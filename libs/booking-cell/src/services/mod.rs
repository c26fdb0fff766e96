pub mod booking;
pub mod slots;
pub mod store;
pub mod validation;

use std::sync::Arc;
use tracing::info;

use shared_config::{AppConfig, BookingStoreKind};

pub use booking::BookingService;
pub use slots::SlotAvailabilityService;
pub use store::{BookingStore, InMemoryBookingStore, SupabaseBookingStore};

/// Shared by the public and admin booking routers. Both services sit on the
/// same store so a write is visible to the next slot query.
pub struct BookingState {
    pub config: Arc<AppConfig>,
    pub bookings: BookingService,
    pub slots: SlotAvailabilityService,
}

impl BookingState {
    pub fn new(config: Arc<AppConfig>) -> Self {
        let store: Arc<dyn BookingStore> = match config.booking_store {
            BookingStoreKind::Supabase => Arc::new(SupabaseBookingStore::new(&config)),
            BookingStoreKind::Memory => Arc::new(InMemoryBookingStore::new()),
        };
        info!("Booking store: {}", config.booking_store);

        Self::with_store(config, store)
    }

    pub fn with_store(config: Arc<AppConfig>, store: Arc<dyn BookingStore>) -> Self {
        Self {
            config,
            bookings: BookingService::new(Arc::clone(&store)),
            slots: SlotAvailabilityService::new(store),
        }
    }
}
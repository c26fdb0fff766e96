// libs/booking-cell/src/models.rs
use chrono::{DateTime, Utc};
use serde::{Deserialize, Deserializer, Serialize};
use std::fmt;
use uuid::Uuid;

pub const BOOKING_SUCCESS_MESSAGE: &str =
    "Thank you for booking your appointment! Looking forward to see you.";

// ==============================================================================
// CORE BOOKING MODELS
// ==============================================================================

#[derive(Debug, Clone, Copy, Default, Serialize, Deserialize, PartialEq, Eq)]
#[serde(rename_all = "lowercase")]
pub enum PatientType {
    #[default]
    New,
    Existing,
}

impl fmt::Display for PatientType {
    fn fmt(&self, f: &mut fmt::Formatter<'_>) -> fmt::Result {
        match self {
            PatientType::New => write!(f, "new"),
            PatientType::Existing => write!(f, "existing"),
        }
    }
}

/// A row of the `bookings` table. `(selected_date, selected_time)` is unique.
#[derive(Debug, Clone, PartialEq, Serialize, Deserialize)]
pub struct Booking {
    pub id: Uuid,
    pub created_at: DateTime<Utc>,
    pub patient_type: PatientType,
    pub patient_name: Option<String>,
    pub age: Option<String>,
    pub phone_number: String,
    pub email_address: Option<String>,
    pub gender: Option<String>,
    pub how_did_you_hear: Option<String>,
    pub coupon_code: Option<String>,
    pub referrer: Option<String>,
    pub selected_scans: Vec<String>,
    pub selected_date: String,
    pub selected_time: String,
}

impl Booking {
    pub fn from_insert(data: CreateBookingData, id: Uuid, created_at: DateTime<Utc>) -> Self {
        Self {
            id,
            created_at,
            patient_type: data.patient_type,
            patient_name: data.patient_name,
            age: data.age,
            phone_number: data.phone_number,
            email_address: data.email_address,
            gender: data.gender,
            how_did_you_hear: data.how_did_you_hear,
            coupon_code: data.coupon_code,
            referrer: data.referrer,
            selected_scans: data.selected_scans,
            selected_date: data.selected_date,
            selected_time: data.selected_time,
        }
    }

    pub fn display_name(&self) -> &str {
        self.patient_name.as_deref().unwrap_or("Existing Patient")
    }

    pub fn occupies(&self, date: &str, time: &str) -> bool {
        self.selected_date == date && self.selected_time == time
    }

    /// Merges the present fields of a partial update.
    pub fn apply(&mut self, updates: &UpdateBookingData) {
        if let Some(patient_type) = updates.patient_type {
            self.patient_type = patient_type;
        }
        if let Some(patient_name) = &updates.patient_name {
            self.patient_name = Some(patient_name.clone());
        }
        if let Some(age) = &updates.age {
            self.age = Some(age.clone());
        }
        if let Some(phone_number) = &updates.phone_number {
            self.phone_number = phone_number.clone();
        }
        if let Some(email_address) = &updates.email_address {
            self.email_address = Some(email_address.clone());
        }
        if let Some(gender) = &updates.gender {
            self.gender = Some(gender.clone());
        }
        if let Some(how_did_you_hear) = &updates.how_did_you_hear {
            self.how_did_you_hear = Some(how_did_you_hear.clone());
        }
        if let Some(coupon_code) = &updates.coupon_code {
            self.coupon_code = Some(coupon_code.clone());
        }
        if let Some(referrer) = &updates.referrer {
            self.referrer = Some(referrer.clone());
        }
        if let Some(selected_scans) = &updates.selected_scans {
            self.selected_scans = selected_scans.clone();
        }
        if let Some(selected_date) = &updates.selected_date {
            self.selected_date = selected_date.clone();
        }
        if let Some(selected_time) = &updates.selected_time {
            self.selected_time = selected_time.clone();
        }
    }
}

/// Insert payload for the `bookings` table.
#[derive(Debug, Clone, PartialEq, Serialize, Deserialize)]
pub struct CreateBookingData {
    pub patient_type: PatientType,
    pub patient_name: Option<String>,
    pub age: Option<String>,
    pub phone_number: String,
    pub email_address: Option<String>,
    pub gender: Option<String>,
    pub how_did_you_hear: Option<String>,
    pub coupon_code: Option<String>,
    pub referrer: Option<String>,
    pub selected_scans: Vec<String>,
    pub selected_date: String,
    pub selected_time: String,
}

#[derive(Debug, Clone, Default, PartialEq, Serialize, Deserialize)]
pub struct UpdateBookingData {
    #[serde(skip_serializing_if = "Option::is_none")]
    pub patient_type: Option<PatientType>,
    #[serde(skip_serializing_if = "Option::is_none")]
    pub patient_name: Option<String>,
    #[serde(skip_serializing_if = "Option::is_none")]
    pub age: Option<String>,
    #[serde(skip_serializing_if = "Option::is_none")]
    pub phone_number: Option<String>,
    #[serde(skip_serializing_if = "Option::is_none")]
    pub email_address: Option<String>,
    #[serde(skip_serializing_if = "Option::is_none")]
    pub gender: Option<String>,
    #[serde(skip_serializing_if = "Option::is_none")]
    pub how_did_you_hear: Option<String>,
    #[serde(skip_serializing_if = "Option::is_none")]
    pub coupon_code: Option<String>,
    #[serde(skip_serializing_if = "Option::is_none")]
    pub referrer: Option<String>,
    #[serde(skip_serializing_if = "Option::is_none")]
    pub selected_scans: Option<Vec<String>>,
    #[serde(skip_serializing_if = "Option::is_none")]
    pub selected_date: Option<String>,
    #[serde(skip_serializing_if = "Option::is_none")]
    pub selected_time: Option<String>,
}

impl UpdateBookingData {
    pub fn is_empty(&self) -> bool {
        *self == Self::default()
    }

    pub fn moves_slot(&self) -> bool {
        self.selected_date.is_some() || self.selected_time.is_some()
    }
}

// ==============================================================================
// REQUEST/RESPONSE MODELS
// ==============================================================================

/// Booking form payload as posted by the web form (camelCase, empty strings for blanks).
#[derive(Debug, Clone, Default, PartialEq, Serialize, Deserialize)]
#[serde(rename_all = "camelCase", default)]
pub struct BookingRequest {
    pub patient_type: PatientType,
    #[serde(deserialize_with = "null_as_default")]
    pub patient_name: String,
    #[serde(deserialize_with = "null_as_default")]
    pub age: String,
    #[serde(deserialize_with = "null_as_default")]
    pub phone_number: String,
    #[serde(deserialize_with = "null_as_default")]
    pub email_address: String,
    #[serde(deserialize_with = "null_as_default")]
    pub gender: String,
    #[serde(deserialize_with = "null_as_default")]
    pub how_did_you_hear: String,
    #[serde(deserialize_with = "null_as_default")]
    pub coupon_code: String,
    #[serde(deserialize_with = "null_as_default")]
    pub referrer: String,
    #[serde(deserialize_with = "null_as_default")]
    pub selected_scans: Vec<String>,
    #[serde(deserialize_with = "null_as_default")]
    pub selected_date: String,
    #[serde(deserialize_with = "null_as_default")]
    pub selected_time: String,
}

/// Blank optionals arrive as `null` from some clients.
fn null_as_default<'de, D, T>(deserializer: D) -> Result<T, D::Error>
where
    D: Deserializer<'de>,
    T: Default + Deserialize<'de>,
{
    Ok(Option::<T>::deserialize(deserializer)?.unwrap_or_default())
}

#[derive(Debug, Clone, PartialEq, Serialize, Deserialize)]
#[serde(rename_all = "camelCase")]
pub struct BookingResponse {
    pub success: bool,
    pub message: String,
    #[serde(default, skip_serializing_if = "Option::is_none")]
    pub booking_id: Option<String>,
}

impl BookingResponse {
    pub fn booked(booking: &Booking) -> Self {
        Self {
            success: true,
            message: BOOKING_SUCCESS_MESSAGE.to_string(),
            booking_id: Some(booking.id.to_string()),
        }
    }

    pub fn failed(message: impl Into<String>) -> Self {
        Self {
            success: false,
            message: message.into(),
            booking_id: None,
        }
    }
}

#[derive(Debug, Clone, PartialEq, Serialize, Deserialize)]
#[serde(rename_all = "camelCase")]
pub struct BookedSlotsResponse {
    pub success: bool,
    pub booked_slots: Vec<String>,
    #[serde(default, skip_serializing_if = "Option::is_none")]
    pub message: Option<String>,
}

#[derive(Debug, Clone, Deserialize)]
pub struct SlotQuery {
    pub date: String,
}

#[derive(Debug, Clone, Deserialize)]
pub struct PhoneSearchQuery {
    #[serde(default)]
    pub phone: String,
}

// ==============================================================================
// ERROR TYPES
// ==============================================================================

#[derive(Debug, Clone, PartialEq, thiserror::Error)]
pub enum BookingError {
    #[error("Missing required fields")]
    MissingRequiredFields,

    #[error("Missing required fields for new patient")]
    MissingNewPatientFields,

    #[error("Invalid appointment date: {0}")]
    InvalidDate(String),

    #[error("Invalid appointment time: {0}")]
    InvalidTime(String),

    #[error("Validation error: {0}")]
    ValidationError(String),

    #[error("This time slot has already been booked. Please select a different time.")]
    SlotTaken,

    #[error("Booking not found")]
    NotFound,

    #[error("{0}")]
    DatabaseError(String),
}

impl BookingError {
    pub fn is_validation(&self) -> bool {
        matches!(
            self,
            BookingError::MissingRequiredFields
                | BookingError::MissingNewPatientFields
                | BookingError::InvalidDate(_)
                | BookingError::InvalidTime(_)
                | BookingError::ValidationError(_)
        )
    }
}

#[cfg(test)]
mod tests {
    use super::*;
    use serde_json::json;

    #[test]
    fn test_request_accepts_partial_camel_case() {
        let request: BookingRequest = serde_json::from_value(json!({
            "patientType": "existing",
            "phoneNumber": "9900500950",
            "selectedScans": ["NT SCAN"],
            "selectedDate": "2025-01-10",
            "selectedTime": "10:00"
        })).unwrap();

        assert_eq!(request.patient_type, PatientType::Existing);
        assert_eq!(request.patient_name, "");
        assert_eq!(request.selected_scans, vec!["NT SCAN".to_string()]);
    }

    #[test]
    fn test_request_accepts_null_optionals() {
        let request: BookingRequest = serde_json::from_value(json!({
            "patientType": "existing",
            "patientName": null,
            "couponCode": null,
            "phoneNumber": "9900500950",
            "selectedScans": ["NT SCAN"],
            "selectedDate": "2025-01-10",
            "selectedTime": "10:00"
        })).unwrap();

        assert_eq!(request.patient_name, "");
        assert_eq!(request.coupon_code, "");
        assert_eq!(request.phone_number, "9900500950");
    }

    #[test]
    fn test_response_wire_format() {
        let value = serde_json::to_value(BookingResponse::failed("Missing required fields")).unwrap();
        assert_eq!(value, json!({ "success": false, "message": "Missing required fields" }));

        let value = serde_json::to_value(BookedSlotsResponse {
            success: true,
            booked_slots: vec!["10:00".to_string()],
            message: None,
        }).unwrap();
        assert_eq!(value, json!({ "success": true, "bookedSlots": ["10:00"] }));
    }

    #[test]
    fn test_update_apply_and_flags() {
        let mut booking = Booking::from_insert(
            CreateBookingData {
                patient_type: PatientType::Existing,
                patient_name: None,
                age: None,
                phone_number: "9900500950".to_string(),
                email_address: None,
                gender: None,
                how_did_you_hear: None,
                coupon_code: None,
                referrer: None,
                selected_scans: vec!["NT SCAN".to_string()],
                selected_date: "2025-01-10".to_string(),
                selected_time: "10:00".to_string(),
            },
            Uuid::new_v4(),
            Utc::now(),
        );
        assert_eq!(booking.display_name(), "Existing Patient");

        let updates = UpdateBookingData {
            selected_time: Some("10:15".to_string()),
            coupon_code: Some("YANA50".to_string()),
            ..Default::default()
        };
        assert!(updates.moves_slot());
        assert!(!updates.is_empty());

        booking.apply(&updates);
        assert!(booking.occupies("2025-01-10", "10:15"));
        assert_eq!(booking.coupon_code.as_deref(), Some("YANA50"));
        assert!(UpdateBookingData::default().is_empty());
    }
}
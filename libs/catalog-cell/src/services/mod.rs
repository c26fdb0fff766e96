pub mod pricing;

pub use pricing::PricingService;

■ ■ ■ ■ ■

Task requirements: Copy every line from the entries that contains the word "CreateBookingData".

Response:
    pub fn from_insert(data: CreateBookingData, id: Uuid, created_at: DateTime<Utc>) -> Self {
pub struct CreateBookingData {
            CreateBookingData {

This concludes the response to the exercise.